Collected data
****

use async_trait::async_trait;

use crate::error::PluginError;
use crate::message::Progress;

/// Consumer of execution frames.
///
/// The host hands one to [`crate::client::PluginClient::execute`] to receive
/// the stream; plugin code receives a stream-backed one from the runtime and
/// writes into it. Implementations on the plugin side return the
/// already-surfaced error from `on_error` so the runtime knows the failure is
/// on the wire and suppresses its own EXECUTION_ERROR frame; host-side sinks
/// normally return `Ok(())` from all three.
#[async_trait]
pub trait OutputSink: Send {
    async fn on_output(&mut self, text: &str) -> Result<(), PluginError>;

    async fn on_progress(&mut self, progress: Progress) -> Result<(), PluginError>;

    async fn on_error(
        &mut self,
        code: &str,
        message: &str,
        details: &str,
    ) -> Result<(), PluginError>;
}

****

## DIRECTIONS FOR THIS TASK
Go through the entries above and write each one out exactly.

## SOLUTION
use async_trait::async_trait;

use crate::error::PluginError;
use crate::message::Progress;

/// Consumer of execution frames.
///
/// The host hands one to [`crate::client::PluginClient::execute`] to receive
/// the stream; plugin code receives a stream-backed one from the runtime and
/// writes into it. Implementations on the plugin side return the
/// already-surfaced error from `on_error` so the runtime knows the failure is
/// on the wire and suppresses its own EXECUTION_ERROR frame; host-side sinks
/// normally return `Ok(())` from all three.
#[async_trait]
pub trait OutputSink: Send {
    async fn on_output(&mut self, text: &str) -> Result<(), PluginError>;

    async fn on_progress(&mut self, progress: Progress) -> Result<(), PluginError>;

    async fn on_error(
        &mut self,
        code: &str,
        message: &str,
        details: &str,
    ) -> Result<(), PluginError>;
}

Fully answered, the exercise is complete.